Virginia Black Dance Festival at Dogtown Dance Theatre Awarded Boost Investment Fund Opportunity from the Community Foundation 

Second Subject line: An Investment from the Community for the Community


Boost Investment is a donor driven grant opportunity to support small nonprofit organizations seeking funding to test new concepts or prepare their organization for future growth.  The Boost Investment grants will support nonprofit organizations and projects focused on:

• Social justice and/or helping low-wealth or marginalized communities

• Testing a new concept or building a new capability that, if successful, would allow the nonprofit to continue the concept/capability after the Boost Investment is exhausted

• Taking risks and testing new ideas to help meet the organization’s mission.


Dogtown Dance Theatre applied for funding for the Virginia Black Dance Festival (VBDF), a program spearheaded by Dogtown’s Program Director, LaWanda Raines. The increased awareness in response to the deaths of George Floyd, Breonna Taylor and too many others led to many organizations and individuals rethinking the  marginalization of Black people not only in the broader  history but in their fields. Black dancers have been creatively marginalized in the predominantly white institution of professional dance. There are twice as many Black Americans (11.7%) than Black dancers (6.7%) (datausa). Yet, dance is often considered iconic of the grace and beauty of Black culture.Dance transcends language and ethnic barriers, is the perfect vehicle for strengthening and bonding communities, positive engagement, learning to appreciate differences, and reaching people with diverse interests in resonating ways.

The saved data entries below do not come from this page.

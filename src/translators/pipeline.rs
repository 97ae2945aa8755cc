// Copyright 2025 The mt-eval Authors
// Licensed under the Apache License, Version 2.0 (the "License");
// you may not use this file except in compliance with the License.
// You may obtain a copy of the License at
//     http://www.apache.org/licenses/LICENSE-2.0
// Unless required by applicable law or agreed to in writing, software
// distributed under the License is distributed on an "AS IS" BASIS,
// WITHOUT WARRANTIES OR CONDITIONS OF ANY KIND, either express or implied.
// See the License for the specific language governing permissions and
// limitations under the License.

use crate::common::error::EvalError;
use crate::languages::Language;
use crate::translators::{check_output_length, GenerationSettings, Translator};
use rust_bert::m2m_100::{
    M2M100ConfigResources, M2M100MergesResources, M2M100ModelResources, M2M100SourceLanguages,
    M2M100TargetLanguages, M2M100VocabResources,
};
use rust_bert::marian::{
    MarianConfigResources, MarianModelResources, MarianSourceLanguages, MarianSpmResources,
    MarianTargetLanguages, MarianVocabResources,
};
use rust_bert::mbart::{
    MBartConfigResources, MBartModelResources, MBartSourceLanguages, MBartTargetLanguages,
    MBartVocabResources,
};
use rust_bert::nllb::{
    NLLBConfigResources, NLLBLanguages, NLLBMergeResources, NLLBResources, NLLBVocabResources,
};
use rust_bert::pipelines::common::{ModelResource, ModelType};
use rust_bert::pipelines::translation::{
    Language as PipelineLanguage, TranslationConfig, TranslationModel,
};
use rust_bert::resources::{LocalResource, RemoteResource, ResourceProvider};
use serde::{Deserialize, Serialize};
use std::collections::BTreeMap;
use std::path::{Path, PathBuf};
use tch::Device;
use tracing::{debug, info};

#[derive(Debug, Clone, Copy, PartialEq, Eq, Default, Serialize, Deserialize)]
pub enum M2M100Size {
    #[default]
    #[serde(rename = "418M")]
    Large,
    #[serde(rename = "1.2B")]
    Xlarge,
}

impl M2M100Size {
    pub fn model_name(&self) -> &'static str {
        match self {
            M2M100Size::Large => "facebook/m2m100_418M",
            M2M100Size::Xlarge => "facebook/m2m100_1.2B",
        }
    }
}

#[derive(Debug, Clone, Copy, PartialEq, Eq, Default, Serialize, Deserialize)]
pub enum NllbSize {
    #[default]
    #[serde(rename = "600M-distilled")]
    Distilled600M,
    #[serde(rename = "1.3B")]
    Large1_3B,
}

impl NllbSize {
    pub fn model_name(&self) -> &'static str {
        match self {
            NllbSize::Distilled600M => "facebook/nllb-200-distilled-600M",
            NllbSize::Large1_3B => "facebook/nllb-200-1.3B",
        }
    }
}

/// Model family run by a `PipelineTranslator`
#[derive(Debug, Clone, PartialEq)]
pub enum PipelineBackend {
    /// Pretrained opus-mt model for the language pair, see `marian_resources`
    Marian,
    /// Local multi-target opus-mt checkpoint and the token selecting each target
    MarianLocal {
        path: PathBuf,
        targets: BTreeMap<Language, String>,
    },
    M2M100(M2M100Size),
    Nllb(NllbSize),
    MBart50,
}

/// # rust-bert translation pipeline
/// Holds at most one model in memory. Multilingual models are loaded once, on the first
/// translation request; pair-specific Marian models are reloaded whenever the language pair
/// changes.
pub struct PipelineTranslator {
    name: String,
    backend: PipelineBackend,
    generation: GenerationSettings,
    device: Device,
    model: Option<TranslationModel>,
    loaded_pair: Option<(Language, Language)>,
}

fn remote(resource: (&'static str, &'static str)) -> RemoteResource {
    RemoteResource::from_pretrained(resource)
}

type Resource = (&'static str, &'static str);

/// Files and languages of a pretrained opus-mt checkpoint
struct MarianResources {
    model: Resource,
    config: Resource,
    vocab: Resource,
    spm: Resource,
    source_languages: Vec<PipelineLanguage>,
    target_languages: Vec<PipelineLanguage>,
}

macro_rules! marian_resources {
    ($name:ident) => {
        MarianResources {
            model: MarianModelResources::$name,
            config: MarianConfigResources::$name,
            vocab: MarianVocabResources::$name,
            spm: MarianSpmResources::$name,
            source_languages: MarianSourceLanguages::$name.iter().cloned().collect(),
            target_languages: MarianTargetLanguages::$name.iter().cloned().collect(),
        }
    };
}
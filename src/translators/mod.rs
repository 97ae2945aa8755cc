// Copyright 2025 The mt-eval Authors
// Licensed under the Apache License, Version 2.0 (the "License");
// you may not use this file except in compliance with the License.
// You may obtain a copy of the License at
//     http://www.apache.org/licenses/LICENSE-2.0
// Unless required by applicable law or agreed to in writing, software
// distributed under the License is distributed on an "AS IS" BASIS,
// WITHOUT WARRANTIES OR CONDITIONS OF ANY KIND, either express or implied.
// See the License for the specific language governing permissions and
// limitations under the License.

//! # Translation systems under evaluation
//!
//! - Local neural models run through the rust-bert translation pipelines: Marian (opus-mt),
//!   M2M100, NLLB-200 and mBART-50.
//! - Chat models behind an OpenAI-compatible `/chat/completions` endpoint (ChatGPT, or Mistral
//!   and TowerInstruct served by vLLM, Ollama or similar).
//! - Gemini and Google Cloud Translation REST APIs.
//!
//! Systems are described by a `ModelSpec`, typically read from the configuration file:
//!
//! ```toml
//! [[models]]
//! kind = "nllb"
//! size = "600M-distilled"
//!
//! [[models]]
//! kind = "chat"
//! model = "gpt-4o-mini"
//! prompt = "batch"
//! ```

mod chat;
mod gemini;
mod google_translate;
mod pipeline;

pub use chat::{parse_batch_reply, ChatSettings, ChatTranslator, PromptStyle};
pub use gemini::{GeminiTranslator, DEFAULT_GEMINI_MODEL};
pub use google_translate::GoogleTranslator;
pub use pipeline::{M2M100Size, NllbSize, PipelineBackend, PipelineTranslator};

use crate::common::error::EvalError;
use crate::languages::Language;
use serde::{Deserialize, Serialize};
use std::collections::BTreeMap;
use std::path::PathBuf;

/// # Translation system
pub trait Translator {
    /// Model name, as written in reports
    fn name(&self) -> &str;

    /// Whether the system can translate from `source` to `target`
    fn supports(&self, source: Language, target: Language) -> bool;

    /// Translates `texts`, returning exactly one translation per input sentence.
    fn translate(
        &mut self,
        texts: &[String],
        source: Language,
        target: Language,
    ) -> Result<Vec<String>, EvalError>;
}

/// Decoding parameters of the local models
#[derive(Debug, Clone, PartialEq, Serialize, Deserialize)]
#[serde(default)]
pub struct GenerationSettings {
    pub num_beams: i64,
    pub length_penalty: f64,
    pub early_stopping: bool,
    pub max_length: Option<i64>,
    /// Number of sentences sent to the model at once
    pub batch_size: usize,
}

impl Default for GenerationSettings {
    fn default() -> Self {
        GenerationSettings {
            num_beams: 5,
            length_penalty: 1.2,
            early_stopping: false,
            max_length: Some(512),
            batch_size: 8,
        }
    }
}

/// Description of a translation system
#[derive(Debug, Clone, PartialEq, Serialize, Deserialize)]
#[serde(tag = "kind", rename_all = "kebab-case")]
pub enum ModelSpec {
    /// Pretrained English to X opus-mt model shipped by rust-bert for each target
    Marian {
        #[serde(default)]
        name: Option<String>,
    },
    /// Converted opus-mt checkpoint (`rust_model.ot`, `config.json`, `vocab.json`, `source.spm`)
    /// with the target token prepended to each sentence, e.g. `">>nor<<"`
    MarianLocal {
        name: String,
        path: PathBuf,
        targets: BTreeMap<Language, String>,
    },
    #[serde(rename = "m2m100")]
    M2M100 {
        #[serde(default)]
        size: M2M100Size,
    },
    Nllb {
        #[serde(default)]
        size: NllbSize,
    },
    #[serde(rename = "mbart50")]
    MBart50,
    /// OpenAI-compatible chat completion API
    Chat(ChatSettings),
    Gemini {
        #[serde(default = "default_gemini_model")]
        model: String,
        #[serde(default = "default_gemini_key")]
        api_key_env: String,
    },
    GoogleTranslate {
        #[serde(default = "default_google_key")]
        api_key_env: String,
    },
}

fn default_gemini_model() -> String {
    DEFAULT_GEMINI_MODEL.to_string()
}

fn default_gemini_key() -> String {
    "GEMINI_API_KEY".to_string()
}

fn default_google_key() -> String {
    "GOOGLE_TRANSLATE_API_KEY".to_string()
}

impl ModelSpec {
    /// Name of the system in reports
    pub fn name(&self) -> String {
        match self {
            ModelSpec::Marian { name } => name
                .clone()
                .unwrap_or_else(|| "Helsinki-NLP/opus-mt".to_string()),
            ModelSpec::MarianLocal { name, .. } => name.clone(),
            ModelSpec::M2M100 { size } => size.model_name().to_string(),
            ModelSpec::Nllb { size } => size.model_name().to_string(),
            ModelSpec::MBart50 => "facebook/mbart-large-50-many-to-many-mmt".to_string(),
            ModelSpec::Chat(settings) => settings
                .name
                .clone()
                .unwrap_or_else(|| settings.model.clone()),
            ModelSpec::Gemini { model, .. } => model.clone(),
            ModelSpec::GoogleTranslate { .. } => "google-translate".to_string(),
        }
    }
}

/// Creates the translator for a model description. Local models are loaded on first use, API
/// clients fail here when their key is missing.
pub fn build_translator(
    spec: &ModelSpec,
    generation: &GenerationSettings,
) -> Result<Box<dyn Translator>, EvalError> {
    Ok(match spec {
        ModelSpec::Marian { .. } => Box::new(PipelineTranslator::new(
            spec.name(),
            PipelineBackend::Marian,
            generation.clone(),
        )),
        ModelSpec::MarianLocal { path, targets, .. } => Box::new(PipelineTranslator::new(
            spec.name(),
            PipelineBackend::MarianLocal {
                path: path.clone(),
                targets: targets.clone(),
            },
            generation.clone(),
        )),
        ModelSpec::M2M100 { size } => Box::new(PipelineTranslator::new(
            spec.name(),
            PipelineBackend::M2M100(*size),
            generation.clone(),
        )),
        ModelSpec::Nllb { size } => Box::new(PipelineTranslator::new(
            spec.name(),
            PipelineBackend::Nllb(*size),
            generation.clone(),
        )),
        ModelSpec::MBart50 => Box::new(PipelineTranslator::new(
            spec.name(),
            PipelineBackend::MBart50,
            generation.clone(),
        )),
        ModelSpec::Chat(settings) => Box::new(ChatTranslator::new(settings.clone())?),
        ModelSpec::Gemini { model, api_key_env } => {
            Box::new(GeminiTranslator::new(model, api_key_env)?)
        }
        ModelSpec::GoogleTranslate { api_key_env } => {
            Box::new(GoogleTranslator::new(api_key_env)?)
        }
    })
}

/// Reads an API key from the environment.
pub(crate) fn api_key_from_env(variable: &str) -> Result<String, EvalError> {
    match std::env::var(variable) {
        Ok(key) if !key.trim().is_empty() => Ok(key.trim().to_string()),
        _ => Err(EvalError::InvalidConfigurationError(format!(
            "environment variable {} is not set",
            variable
        ))),
    }
}

/// Checks that a system returned one translation per input sentence.
pub(crate) fn check_output_length(
    model: &str,
    inputs: usize,
    outputs: Vec<String>,
) -> Result<Vec<String>, EvalError> {
    if inputs != outputs.len() {
        return Err(EvalError::TranslationError(format!(
            "{} returned {} translations for {} sentences",
            model,
            outputs.len(),
            inputs
        )));
    }
    Ok(outputs)
}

Raines came to Dogtown In 2021 with a proposal to empower these traditionally marginalized dancers – young and older – today, wrapped in a blanket of very important cultural discussions. VBDF was born from these discussions and the Boost Investment Fund will  support VBDF to drive equity for traditionally marginalized BIPOC dance artists via performances, educational seminars, community discussions, a resource website, panel discussions, and mentoring programs for three seasons.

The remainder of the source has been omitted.